Posted on 04/20/2006 1:17:48 PM PDT by NYer

Capital movements due to fears over a possible US-Iran war, financial speculation or market meltdown are driving crude prices upward.

Milan (AsiaNews) – Capital movements on commodity exchanges, not low supply are pushing oil prices upward. Brent crude has reached US$ 74 a barrel because of lowered refinery use and a backup in crude inventories that has left many a super tanker waiting to unload. Oil storage has become a problem since facilities are full in the Persian Gulf, Europe, the Americas and even Asia. Even Israel, which built huge embargo-busting oil depots to allow the country to survive every contingency, cannot store more oil.
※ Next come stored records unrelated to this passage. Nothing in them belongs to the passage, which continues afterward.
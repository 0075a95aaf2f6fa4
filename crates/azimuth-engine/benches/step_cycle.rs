//! Criterion benchmarks for the PIC cycle and its deposition stage.

use std::hint::black_box;

use azimuth_core::DepositKind;
use azimuth_engine::{Simulation, StepOptions};
use azimuth_test_utils::fixtures::uniform_plasma_config;
use azimuth_test_utils::FrozenSolver;
use criterion::{criterion_group, criterion_main, Criterion};

fn quiet() -> StepOptions {
    StepOptions {
        show_progress: false,
        ..StepOptions::default()
    }
}

/// 32 x 8 cells, 2 modes, 16 electrons per cell.
fn make_simulation() -> Simulation {
    Simulation::new(uniform_plasma_config(1e24), Box::new(FrozenSolver)).unwrap()
}

fn bench_single_step(c: &mut Criterion) {
    let mut sim = make_simulation();
    let options = quiet();
    c.bench_function("step_4096_particles", |b| {
        b.iter(|| {
            let metrics = sim.step(1, &options).unwrap();
            black_box(metrics.total_us);
        });
    });
}

fn bench_ten_steps(c: &mut Criterion) {
    let mut sim = make_simulation();
    let options = quiet();
    c.bench_function("step_10_4096_particles", |b| {
        b.iter(|| {
            let metrics = sim.step(10, &options).unwrap();
            black_box(metrics.steps);
        });
    });
}

fn bench_deposit(c: &mut Criterion) {
    let mut sim = make_simulation();
    let mut group = c.benchmark_group("deposit");
    for kind in DepositKind::ALL {
        group.bench_function(kind.as_str(), |b| {
            b.iter(|| sim.deposit(black_box(kind)).unwrap());
        });
    }
    group.finish();
}

criterion_group!(benches, bench_single_step, bench_ten_steps, bench_deposit);
criterion_main!(benches);
//! Point-to-point message transport between ranks.
//!
//! Exchanges are written as "send to both neighbours, then receive from
//! both", so sends must never block. Messages between one ordered pair
//! of ranks arrive in the order they were sent.

use std::collections::VecDeque;

use azimuth_core::ExchangeError;
use azimuth_grid::Complex64;
use crossbeam_channel::{unbounded, Receiver, Sender};

/// One exchange payload.
#[derive(Clone, Debug, PartialEq)]
pub enum Message {
    /// Guard-cell field values.
    Fields(Vec<Complex64>),
    /// Packed particle records.
    Particles(Vec<f64>),
}

impl Message {
    /// Short name used in error reports.
    pub fn kind(&self) -> &'static str {
        match self {
            Self::Fields(_) => "fields",
            Self::Particles(_) => "particles",
        }
    }
}

/// Connection from one rank to every other rank.
pub trait Transport: Send {
    /// Local rank.
    fn rank(&self) -> usize;

    /// Number of ranks.
    fn size(&self) -> usize;

    /// Queue `msg` for `peer` without blocking.
    fn send(&mut self, peer: usize, msg: Message) -> Result<(), ExchangeError>;

    /// Block until the next message from `peer` arrives.
    fn recv(&mut self, peer: usize) -> Result<Message, ExchangeError>;
}

// ── Loopback ───────────────────────────────────────────────────────

/// Single-rank transport; messages to rank 0 come straight back.
#[derive(Debug, Default)]
pub struct Loopback {
    queue: VecDeque<Message>,
}

impl Loopback {
    /// Empty loopback.
    pub fn new() -> Self {
        Self::default()
    }
}

impl Transport for Loopback {
    fn rank(&self) -> usize {
        0
    }

    fn size(&self) -> usize {
        1
    }

    fn send(&mut self, peer: usize, msg: Message) -> Result<(), ExchangeError> {
        if peer != 0 {
            return Err(ExchangeError::Disconnected { rank: 0, peer });
        }
        self.queue.push_back(msg);
        Ok(())
    }

    fn recv(&mut self, peer: usize) -> Result<Message, ExchangeError> {
        if peer != 0 {
            return Err(ExchangeError::Disconnected { rank: 0, peer });
        }
        self.queue
            .pop_front()
            .ok_or(ExchangeError::Disconnected { rank: 0, peer: 0 })
    }
}

// ── ChannelTransport ───────────────────────────────────────────────

/// In-process transport linking ranks that run on separate threads.
///
/// Every ordered pair of ranks gets its own unbounded channel, so
/// messages from different peers never interleave.
#[derive(Debug)]
pub struct ChannelTransport {
    rank: usize,
    outbox: Vec<Sender<Message>>,
    inbox: Vec<Receiver<Message>>,
}

impl ChannelTransport {
    /// Create `size` connected endpoints, indexed by rank.
    pub fn cluster(size: usize) -> Vec<ChannelTransport> {
        // senders[from][to] and receivers[to][from] share one channel.
        let mut senders: Vec<Vec<Sender<Message>>> = Vec::with_capacity(size);
        let mut receivers: Vec<Vec<Receiver<Message>>> = (0..size).map(|_| Vec::new()).collect();
        for _from in 0..size {
            let mut row = Vec::with_capacity(size);
            for inbox in receivers.iter_mut() {
                let (tx, rx) = unbounded();
                row.push(tx);
                inbox.push(rx);
            }
            senders.push(row);
        }
        senders
            .into_iter()
            .zip(receivers)
            .enumerate()
            .map(|(rank, (outbox, inbox))| ChannelTransport {
                rank,
                outbox,
                inbox,
            })
            .collect()
    }
}

impl Transport for ChannelTransport {
    fn rank(&self) -> usize {
        self.rank
    }

    fn size(&self) -> usize {
        self.outbox.len()
    }

    fn send(&mut self, peer: usize, msg: Message) -> Result<(), ExchangeError> {
        let rank = self.rank;
        self.outbox
            .get(peer)
            .ok_or(ExchangeError::Disconnected { rank, peer })?
            .send(msg)
            .map_err(|_| ExchangeError::Disconnected { rank, peer })
    }

    fn recv(&mut self, peer: usize) -> Result<Message, ExchangeError> {
        let rank = self.rank;
        self.inbox
            .get(peer)
            .ok_or(ExchangeError::Disconnected { rank, peer })?
            .recv()
            .map_err(|_| ExchangeError::Disconnected { rank, peer })
    }
}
The same is true for South Africa which inherited vast oil storing facilities from its former apartheid regime and now readily leases out its terminals in Saldanha Bay through its national oil company PetroSa. 

Yet, if US summer demand for gasoline and energy thirst in Asia, especially in China, are likely to punch a hole in supplies, why are large quantities of oil going unsold or not being stored, and prices not dropping? Oil prices are rising because investment funds are pouring liquidity into commodity exchanges trading in oil. This vast flow of capital needs an explanation. There are in fact three possible reasons to account for the situation.
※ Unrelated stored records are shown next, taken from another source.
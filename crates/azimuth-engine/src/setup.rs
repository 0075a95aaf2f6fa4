//! Derived setup parameters: reference frame, boosted inputs and the
//! particle exchange period.

use std::fmt;

use azimuth_core::constants::C;
use azimuth_core::{Boundaries, ConfigError, ParticleShape};
use azimuth_domain::BoostConverter;

use crate::config::{SimulationConfig, SolverConfig};

// ── Frame ──────────────────────────────────────────────────────────

/// Frame in which the field equations are solved.
#[derive(Clone, Copy, Debug, Default, PartialEq)]
pub enum Frame {
    /// Plain lab (or boosted) frame.
    #[default]
    Lab,
    /// Comoving variables handled inside the solver; the grid is fixed.
    Comoving {
        /// Comoving velocity in m/s.
        v: f64,
    },
    /// Galilean frame: the grid boundaries drift at `v`.
    Galilean {
        /// Drift velocity in m/s.
        v: f64,
    },
}

impl Frame {
    /// Frame selected by the solver options.
    pub fn from_solver(solver: &SolverConfig) -> Self {
        match (solver.v_comoving, solver.use_galilean) {
            (Some(v), true) => Self::Galilean { v },
            (Some(v), false) => Self::Comoving { v },
            (None, true) => {
                log::warn!("use_galilean has no effect without v_comoving");
                Self::Lab
            }
            (None, false) => Self::Lab,
        }
    }

    /// Drift velocity of the grid boundaries, if they drift.
    pub fn galilean_velocity(self) -> Option<f64> {
        match self {
            Self::Galilean { v } => Some(v),
            Self::Lab | Self::Comoving { .. } => None,
        }
    }
}

impl fmt::Display for Frame {
    fn fmt(&self, f: &mut fmt::Formatter<'_>) -> fmt::Result {
        match self {
            Self::Lab => f.write_str("lab"),
            Self::Comoving { v } => write!(f, "comoving (v = {v:.4e} m/s)"),
            Self::Galilean { v } => write!(f, "galilean (v = {v:.4e} m/s)"),
        }
    }
}

// ── FrameInputs ────────────────────────────────────────────────────

/// The inputs that change when the simulation runs in a boosted frame.
#[derive(Clone, Copy, Debug, PartialEq)]
pub struct FrameInputs {
    /// Lower box edge.
    pub zmin: f64,
    /// Upper box edge.
    pub zmax: f64,
    /// Timestep.
    pub dt: f64,
    /// Lower plasma edge.
    pub p_zmin: f64,
    /// Upper plasma edge.
    pub p_zmax: f64,
    /// Electron density.
    pub n_e: f64,
    /// Mean longitudinal normalised momentum.
    pub uz_m: f64,
}

impl FrameInputs {
    /// Lab-frame inputs of `config`, converted into the boosted frame
    /// when `gamma_boost` is set. Returns the converter alongside.
    pub fn from_config(
        config: &SimulationConfig,
    ) -> Result<(Self, Option<BoostConverter>), ConfigError> {
        let lab = Self {
            zmin: config.grid.zmin,
            zmax: config.grid.zmax,
            dt: config.dt,
            p_zmin: config.plasma.p_zmin,
            p_zmax: config.plasma.p_zmax,
            n_e: config.plasma.n_e,
            uz_m: config.plasma.uz_m,
        };
        match config.gamma_boost {
            None => Ok((lab, None)),
            Some(gamma) => {
                let boost = BoostConverter::new(gamma)?;
                Ok((lab.boosted(&boost), Some(boost)))
            }
        }
    }

    /// These inputs seen from the frame of `boost`.
    pub fn boosted(&self, boost: &BoostConverter) -> Self {
        let [zmin, zmax, dt] = boost.copropag_length([self.zmin, self.zmax, self.dt]);
        let [p_zmin, p_zmax] = boost.static_length([self.p_zmin, self.p_zmax]);
        let [n_e] = boost.static_density([self.n_e]);
        let [uz_m] = boost.longitudinal_momentum([self.uz_m]);
        Self {
            zmin,
            zmax,
            dt,
            p_zmin,
            p_zmax,
            n_e,
            uz_m,
        }
    }
}

// ── Exchange period ────────────────────────────────────────────────

/// Upper bound on the cells a particle crosses in one step, with a
/// safety factor of 2 for moving windows and Galilean frames.
pub fn cells_per_step(dt: f64, zmin: f64, zmax: f64, nz: usize) -> f64 {
    2.0 * C * dt / ((zmax - zmin) / nz as f64)
}

/// Steps between particle exchanges.
///
/// Particles may travel until they are [`ParticleShape::MAX_STENCIL_REACH`]
/// cells from the outer edge of the guard region. A single periodic rank
/// exchanges every step, and an explicit `requested` period is used
/// as given, without checking it against the guard region.
///
/// The one exception is `Some(0)`, which is rejected with
/// [`ConfigError::InvalidDomain`] so the period stays at least 1.
pub fn exchange_period(
    cells_per_step: f64,
    n_guard: usize,
    size: usize,
    boundaries: Boundaries,
    requested: Option<u64>,
) -> Result<u64, ConfigError> {
    if let Some(period) = requested {
        if period == 0 {
            return Err(ConfigError::InvalidDomain {
                reason: "exchange_period must be at least 1".into(),
            });
        }
        return Ok(period);
    }
    if size == 1 && boundaries == Boundaries::Periodic {
        return Ok(1);
    }
    let reach = ParticleShape::MAX_STENCIL_REACH as f64;
    let period = ((n_guard as f64 - reach) / cells_per_step).trunc() as i64;
    if period < 1 {
        return Err(ConfigError::GuardRegionTooSmall {
            n_guard,
            cells_per_step,
            exchange_period: period,
        });
    }
    Ok(period as u64)
}

#[cfg(test)]
mod tests {
    use super::*;
    use proptest::prelude::*;

    #[test]
    fn reference_scenario_gives_88() {
        let cps = cells_per_step(1e-16, 0.0, 20e-6, 64);
        assert!((cps - 0.191_867).abs() < 1e-5);
        assert_eq!(exchange_period(cps, 20, 2, Boundaries::Periodic, None), Ok(88));
        assert_eq!(exchange_period(cps, 20, 1, Boundaries::Open, None), Ok(88));
    }

    #[test]
    fn single_periodic_rank_exchanges_every_step() {
        assert_eq!(exchange_period(10.0, 0, 1, Boundaries::Periodic, None), Ok(1));
    }

    #[test]
    fn narrow_guard_rejected() {
        for n_guard in [0, 2, 3] {
            assert!(matches!(
                exchange_period(0.5, n_guard, 2, Boundaries::Open, None),
                Err(ConfigError::GuardRegionTooSmall { .. })
            ));
        }
    }

    #[test]
    fn explicit_period_used_as_is() {
        assert_eq!(exchange_period(100.0, 4, 4, Boundaries::Open, Some(7)), Ok(7));
        assert!(matches!(
            exchange_period(0.1, 40, 4, Boundaries::Open, Some(0)),
            Err(ConfigError::InvalidDomain { .. })
        ));
    }

    #[test]
    fn galilean_only_with_velocity() {
        let solver = SolverConfig {
            v_comoving: Some(-C),
            use_galilean: true,
            ..SolverConfig::default()
        };
        assert_eq!(Frame::from_solver(&solver).galilean_velocity(), Some(-C));
        let solver = SolverConfig {
            use_galilean: false,
            ..solver
        };
        assert_eq!(Frame::from_solver(&solver), Frame::Comoving { v: -C });
        let solver = SolverConfig {
            v_comoving: None,
            use_galilean: true,
            ..solver
        };
        assert_eq!(Frame::from_solver(&solver), Frame::Lab);
    }

    #[test]
    fn boosted_inputs() {
        let config = SimulationConfig {
            gamma_boost: Some(10.0),
            ..SimulationConfig::default()
        };
        let (boosted, boost) = FrameInputs::from_config(&config).unwrap();
        let boost = boost.unwrap();
        let f = boost.gamma0() * (1.0 + boost.beta0());
        assert!((boosted.zmax - config.grid.zmax * f).abs() < 1e-18);
        assert!((boosted.dt - config.dt * f).abs() < 1e-28);
        assert!((boosted.p_zmax - config.plasma.p_zmax / 10.0).abs() < 1e-18);
        assert!(boosted.uz_m < -9.9);

        let (lab, none) = FrameInputs::from_config(&SimulationConfig::default()).unwrap();
        assert!(none.is_none());
        assert_eq!(lab.dt, 1e-16);
    }

    proptest! {
        #[test]
        fn period_keeps_particles_inside_guards(
            n_guard in 4usize..64,
            cps in 0.01f64..2.0,
        ) {
            if let Ok(p) = exchange_period(cps, n_guard, 2, Boundaries::Open, None) {
                prop_assert!(p >= 1);
                let travelled = p as f64 * cps;
                prop_assert!(travelled <= n_guard as f64 - 3.0 + 1e-9);
                prop_assert!((p + 1) as f64 * cps > n_guard as f64 - 3.0 - 1e-9);
            }
        }

        #[test]
        fn period_shrinks_with_timestep(dt in 1e-18f64..1e-15) {
            let slow = exchange_period(
                cells_per_step(dt, 0.0, 20e-6, 64), 30, 2, Boundaries::Open, None);
            let fast = exchange_period(
                cells_per_step(2.0 * dt, 0.0, 20e-6, 64), 30, 2, Boundaries::Open, None);
            if let (Ok(s), Ok(f)) = (slow, fast) {
                prop_assert!(f <= s);
            }
        }
    }
}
First, it might be a speculative surge that will quickly drop. Secondly, it could be that some financial circles have insider information concerning US government intentions and military options towards Iran—this might explain rising gold prices now at US$ 640 per ounce. Thirdly, it might finally be that many financial groups are investing in commodities like oil to cushion themselves against a possible, 1929-like meltdown of the international financial system. Symptomatic of the danger is the dismal state of General Motors, the major US carmaker, and the potential impact on US financial institutions of further interest rate hikes.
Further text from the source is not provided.